Lambung dan usus kita punya saraf tertentu yang langsung terhubung ke otak. Bahkan, sebagian besar serotonin atau hormon yang mengatur suasana hati terdapat di sistem pencernaan.

Stres dapat menghambat aliran darah ke sistem pencernaan, mengganggu kontraksi organ pencernaan, dan mengurangi sekresi enzim pencernaan. Oleh karena itu, stres bisa memicu konstipasi, refluks asam yang menyebabkan GERD, mual, muntah, dan sakit perut.

  • Meningkatnya risiko obesitas

Pada banyak kasus, stres memicu orang untuk makan lebih banyak sebagai tindakan pengalihan untuk merasa lebih baik.

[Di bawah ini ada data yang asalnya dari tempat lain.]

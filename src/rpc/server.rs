// RPC listener: same accept-loop shape as `net::server::PeerServer`, a
// narrower dispatch table.

use std::io;
use std::net::{SocketAddr, TcpListener, TcpStream};
use std::sync::Arc;
use std::thread;
use std::time::Duration;

use socket2::{Domain, Socket, Type};

use crate::chain::Engine;
use crate::codec::{self, ADDR_LEN};
use crate::config;
use crate::log;
use crate::net::protocol::{msg, FramedStream};
use crate::primitives::transaction::Transaction;

const ACCEPT_POLL: Duration = Duration::from_millis(100);

pub struct RpcServer {
    engine: Arc<Engine>,
    port: u16,
    running: Arc<std::sync::atomic::AtomicBool>,
}

impl RpcServer {
    pub fn new(engine: Arc<Engine>, port: u16) -> Self {
        RpcServer { engine, port, running: Arc::new(std::sync::atomic::AtomicBool::new(true)) }
    }

    pub fn stop_handle(&self) -> Arc<std::sync::atomic::AtomicBool> {
        Arc::clone(&self.running)
    }

    fn bind(&self) -> io::Result<TcpListener> {
        let addr: SocketAddr = ([0, 0, 0, 0], self.port).into();
        let socket = Socket::new(Domain::IPV4, Type::STREAM, None)?;
        socket.set_reuse_address(true)?;
        socket.bind(&addr.into())?;
        socket.listen(128)?;
        socket.set_nonblocking(true)?;
        Ok(socket.into())
    }

    pub fn run(&self) -> io::Result<()> {
        let listener = self.bind()?;
        log::info("rpc", &format!("listening on port {}", self.port));

        while self.running.load(std::sync::atomic::Ordering::Relaxed) {
            match listener.accept() {
                Ok((stream, addr)) => {
                    let engine = Arc::clone(&self.engine);
                    thread::spawn(move || handle_connection(engine, stream, addr));
                }
                Err(e) if e.kind() == io::ErrorKind::WouldBlock => {
                    thread::sleep(ACCEPT_POLL);
                }
                Err(e) => return Err(e),
            }
        }
        Ok(())
    }
}

fn handle_connection(engine: Arc<Engine>, stream: TcpStream, addr: SocketAddr) {
    log::info("rpc", &format!("accepted connection: {addr}"));
    let mut framed = FramedStream::new(stream);

    loop {
        let (msg_type, payload) = match framed.recv() {
            Ok(m) => m,
            Err(e) => {
                log::warn("rpc", &format!("connection to {addr} broken: {e}"));
                return;
            }
        };

        if let Err(e) = dispatch(&engine, &mut framed, &msg_type, &payload) {
            log::error("rpc", &format!("unrecognized message type {msg_type:?} from {addr}: {e}"));
            return;
        }
    }
}

fn dispatch(engine: &Arc<Engine>, stream: &mut FramedStream, msg_type: &str, payload: &[u8]) -> io::Result<()> {
    match msg_type {
        msg::VERSION => stream.send(msg::VERSION, &codec::int_to_bytes(config::VERSION)),

        msg::ADD_TX => match Transaction::decode(payload) {
            Ok(tx) if engine.add_transaction(tx) => stream.send(msg::TX_OK, b""),
            _ => stream.send(msg::TX_NO, b""),
        },

        msg::GET_BALANCE => {
            let Some(slice) = payload.get(..ADDR_LEN) else {
                return stream.send(msg::NO_BALANCE, b"");
            };
            let mut addr = [0u8; ADDR_LEN];
            addr.copy_from_slice(slice);
            let balance = engine.get_balance(&addr);
            stream.send(msg::BALANCE, &codec::int_to_bytes(balance))
        }

        other => Err(io::Error::new(
            io::ErrorKind::InvalidData,
            format!("unrecognized message type: {other}"),
        )),
    }
}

Tubuh menganggap kalori sebagai cara untuk mengatasi perasaan tidak nyaman akibat stres.

Kadar insulin yang meningkat dan gula darah yang turun juga membuat kita menginginkan makanan yang bergula dan berlemak. Ditambah dengan melambatnya metabolisme akibat stres, hal ini akan meningkatkan risiko terjadinya obesitas.

  • Gangguan sistem reproduksi

Pada perempuan, stres akan mengacaukan ovulasi karena saat stres tubuh mengirimkan sinyal ke hipotalamus, bagian otak untuk mengontrol ovulasi. Tingginya kadar kortisol juga memundurkan siklus ovulasi. Siklus menstruasi pun menjadi tidak teratur.

Pada laki-laki, hormon testosteron akan meningkat ketika stres. Dalam jangka pendek, ini akan meningkatkan gairah seksual. Jika stres terjadi dalam jangka panjang, kadar hormon ini lantas akan menurun. Hal ini akan mengganggu produksi sperma dan bisa meningkatkan risiko disfungsi ereksi atau impotensi.